» **WHAT YOU ARE ASKED TO DO**
Copy each line of the entries that includes the word "IndexMap".

[Collected data entries]
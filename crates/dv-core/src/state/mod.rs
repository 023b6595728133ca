//! Table view state and the pure transitions that drive it
//!
//! Every transition takes the current state by reference and returns the
//! next one. The view layer owns the render loop and decides when to
//! re-apply the engine; nothing here triggers anything.

use indexmap::IndexMap;
use serde::{Deserialize, Serialize};

use crate::column::{ColumnKind, ColumnSpec};
use crate::filter::{FilterCriterion, FilterSet};
use crate::sort::SortState;

/// Default number of rows per page
pub const DEFAULT_PAGE_SIZE: usize = 10;

/// Which page of the derived rows is shown
#[derive(Debug, Clone, Copy, PartialEq, Eq, Serialize, Deserialize)]
#[serde(default)]
pub struct Pagination {
    pub page_index: usize,
    pub page_size: usize,
}

impl Default for Pagination {
    fn default() -> Self {
        Self {
            page_index: 0,
            page_size: DEFAULT_PAGE_SIZE,
        }
    }
}

/// Column visibility; columns not listed are visible
#[derive(Debug, Clone, Default, PartialEq, Eq, Serialize, Deserialize)]
#[serde(transparent)]
pub struct VisibilityMap {
    columns: IndexMap<String, bool>,
}

impl VisibilityMap {
    pub fn new() -> Self {
        Self::default()
    }

    pub fn is_visible(&self, column: &str) -> bool {
        self.columns.get(column).copied().unwrap_or(true)
    }

    pub fn set(&mut self, column: &str, visible: bool) {
        self.columns.insert(column.to_string(), visible);
    }

    /// Explicit entries, in the order they were first set
    pub fn iter(&self) -> impl Iterator<Item = (&str, bool)> {
        self.columns.iter().map(|(column, visible)| (column.as_str(), *visible))
    }

    /// Columns explicitly hidden
    pub fn hidden(&self) -> impl Iterator<Item = &str> {
        self.iter().filter(|(_, visible)| !visible).map(|(column, _)| column)
    }
}

/// Everything the view layer can change about a table
#[derive(Debug, Clone, Default, PartialEq, Serialize, Deserialize)]
#[serde(default)]
pub struct TableState {
    /// Column filters, at most one per column
    pub filters: FilterSet,

    /// Free-text search across all columns
    #[serde(skip_serializing_if = "Option::is_none")]
    pub global_filter: Option<String>,

    pub sorting: SortState,

    pub visibility: VisibilityMap,

    /// Single-level grouping column
    #[serde(skip_serializing_if = "Option::is_none")]
    pub grouping: Option<String>,

    pub pagination: Pagination,
}

impl TableState {
    pub fn new() -> Self {
        Self::default()
    }

    /// Replace one column's filter; a cleared predicate removes it
    pub fn set_filter(&self, criterion: FilterCriterion) -> Self {
        let mut next = self.clone();
        next.filters.set(criterion);
        next.first_page()
    }

    /// Replace all column filters at once
    pub fn set_filters(&self, criteria: impl IntoIterator<Item = FilterCriterion>) -> Self {
        let mut next = self.clone();
        next.filters = criteria.into_iter().collect();
        next.first_page()
    }

    pub fn clear_filter(&self, column: &str) -> Self {
        let mut next = self.clone();
        next.filters.remove(column);
        next.first_page()
    }

    /// Drop every column filter and the global search
    pub fn clear_filters(&self) -> Self {
        let mut next = self.clone();
        next.filters.clear();
        next.global_filter = None;
        next.first_page()
    }

    /// Set the global search; empty text clears it
    pub fn set_global_filter(&self, text: impl Into<String>) -> Self {
        let text = text.into();
        let mut next = self.clone();
        next.global_filter = (!text.is_empty()).then_some(text);
        next.first_page()
    }

    /// Cycle a column through ascending, descending and unsorted
    pub fn toggle_sort(&self, column: &str) -> Self {
        let mut next = self.clone();
        next.sorting.toggle(column);
        next.first_page()
    }

    pub fn set_sort(&self, column: &str, descending: bool) -> Self {
        let mut next = self.clone();
        next.sorting.set(column, descending);
        next.first_page()
    }

    pub fn clear_sort(&self) -> Self {
        let mut next = self.clone();
        next.sorting.clear();
        next.first_page()
    }

    pub fn set_column_visibility(&self, column: &str, visible: bool) -> Self {
        let mut next = self.clone();
        next.visibility.set(column, visible);
        next
    }

    pub fn show_all_columns(&self, columns: &[ColumnSpec]) -> Self {
        self.set_all_visibility(columns, true)
    }

    pub fn hide_all_columns(&self, columns: &[ColumnSpec]) -> Self {
        self.set_all_visibility(columns, false)
    }

    fn set_all_visibility(&self, columns: &[ColumnSpec], visible: bool) -> Self {
        let mut next = self.clone();
        for column in columns {
            next.visibility.set(&column.id, visible);
        }
        next
    }

    /// Group rows by a column; an empty id clears grouping
    pub fn set_grouping(&self, column: &str) -> Self {
        let mut next = self.clone();
        next.grouping = (!column.is_empty()).then(|| column.to_string());
        next.first_page()
    }

    pub fn clear_grouping(&self) -> Self {
        let mut next = self.clone();
        next.grouping = None;
        next.first_page()
    }

    pub fn set_page(&self, page_index: usize) -> Self {
        let mut next = self.clone();
        next.pagination.page_index = page_index;
        next
    }

    /// Change the page size and return to the first page; zero is ignored
    pub fn set_page_size(&self, page_size: usize) -> Self {
        if page_size == 0 {
            return self.clone();
        }
        let mut next = self.clone();
        next.pagination.page_size = page_size;
        next.first_page()
    }

    /// Global search text, `None` when absent or empty
    pub fn search_text(&self) -> Option<&str> {
        self.global_filter.as_deref().filter(|text| !text.is_empty())
    }

    fn first_page(mut self) -> Self {
        self.pagination.page_index = 0;
        self
    }
}

/// Columns that may be offered for grouping
///
/// Only discrete columns make meaningful groups.
pub fn grouping_candidates(columns: &[ColumnSpec]) -> impl Iterator<Item = &ColumnSpec> {
    columns
        .iter()
        .filter(|column| column.kind == ColumnKind::Categorical)
}

#[cfg(test)]
mod tests {
    use super::*;
    use crate::filter::FilterPredicate;
    use crate::sort::SortKey;

    fn columns() -> Vec<ColumnSpec> {
        vec![
            ColumnSpec::text("name"),
            ColumnSpec::categorical("category"),
            ColumnSpec::numeric("price"),
        ]
    }

    #[test]
    fn test_transitions_leave_previous_state_untouched() {
        let before = TableState::new();
        let after = before.set_filter(FilterCriterion::new("name", FilterPredicate::contains("w")));

        assert!(before.filters.is_empty());
        assert_eq!(after.filters.len(), 1);
    }

    #[test]
    fn test_clearing_filter_value_removes_criterion() {
        let state = TableState::new()
            .set_filter(FilterCriterion::new("category", FilterPredicate::in_set(["Tools"])))
            .set_filter(FilterCriterion::new("category", FilterPredicate::in_set(Vec::<String>::new())));

        assert!(state.filters.is_empty());
        assert_eq!(state, TableState::new());
    }

    #[test]
    fn test_empty_search_is_absent() {
        let state = TableState::new().set_global_filter("gad").set_global_filter("");
        assert_eq!(state.global_filter, None);
        assert_eq!(state.search_text(), None);
    }

    #[test]
    fn test_changes_reset_page_index() {
        let paged = TableState::new().set_page(3);
        assert_eq!(paged.pagination.page_index, 3);

        assert_eq!(paged.toggle_sort("price").pagination.page_index, 0);
        assert_eq!(paged.set_grouping("category").pagination.page_index, 0);
        assert_eq!(paged.set_global_filter("x").pagination.page_index, 0);
        assert_eq!(
            paged
                .set_filter(FilterCriterion::new("price", FilterPredicate::numeric_range(1.0, 2.0)))
                .pagination
                .page_index,
            0
        );
        // Visibility does not change which rows exist
        assert_eq!(paged.set_column_visibility("price", false).pagination.page_index, 3);
    }

    #[test]
    fn test_toggle_sort_cycle() {
        let state = TableState::new().toggle_sort("price");
        assert_eq!(state.sorting.keys(), &[SortKey::ascending("price")]);

        let state = state.toggle_sort("price");
        assert_eq!(state.sorting.keys(), &[SortKey::descending("price")]);

        let state = state.toggle_sort("price");
        assert!(state.sorting.is_empty());
    }

    #[test]
    fn test_show_all_columns() {
        let columns = columns();
        let hidden = TableState::new().hide_all_columns(&columns);
        assert!(columns.iter().all(|c| !hidden.visibility.is_visible(&c.id)));

        let shown = hidden.show_all_columns(&columns);
        assert!(columns.iter().all(|c| shown.visibility.is_visible(&c.id)));
        assert_eq!(shown.visibility.hidden().count(), 0);
    }

    #[test]
    fn test_grouping_set_and_clear() {
        let state = TableState::new().set_grouping("category");
        assert_eq!(state.grouping.as_deref(), Some("category"));
        assert_eq!(state.clear_grouping().grouping, None);
        assert_eq!(state.set_grouping("").grouping, None);
    }

    #[test]
    fn test_zero_page_size_is_ignored() {
        let state = TableState::new().set_page_size(0);
        assert_eq!(state.pagination.page_size, DEFAULT_PAGE_SIZE);
        assert_eq!(state.set_page_size(25).pagination.page_size, 25);
    }

    #[test]
    fn test_grouping_candidates_are_categorical() {
        let columns = columns();
        let ids: Vec<_> = grouping_candidates(&columns).map(|c| c.id.as_str()).collect();
        assert_eq!(ids, vec!["category"]);
    }

    #[test]
    fn test_state_from_partial_json() {
        let state: TableState = serde_json::from_str(
            r#"{"sorting": [{"column": "price", "descending": true}], "grouping": "category"}"#,
        ).unwrap();

        assert_eq!(state.sorting.keys(), &[SortKey::descending("price")]);
        assert_eq!(state.grouping.as_deref(), Some("category"));
        assert_eq!(state.pagination, Pagination::default());
    }
}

» **EXERCISE RESPONSE**
use indexmap::IndexMap;
    columns: IndexMap<String, bool>,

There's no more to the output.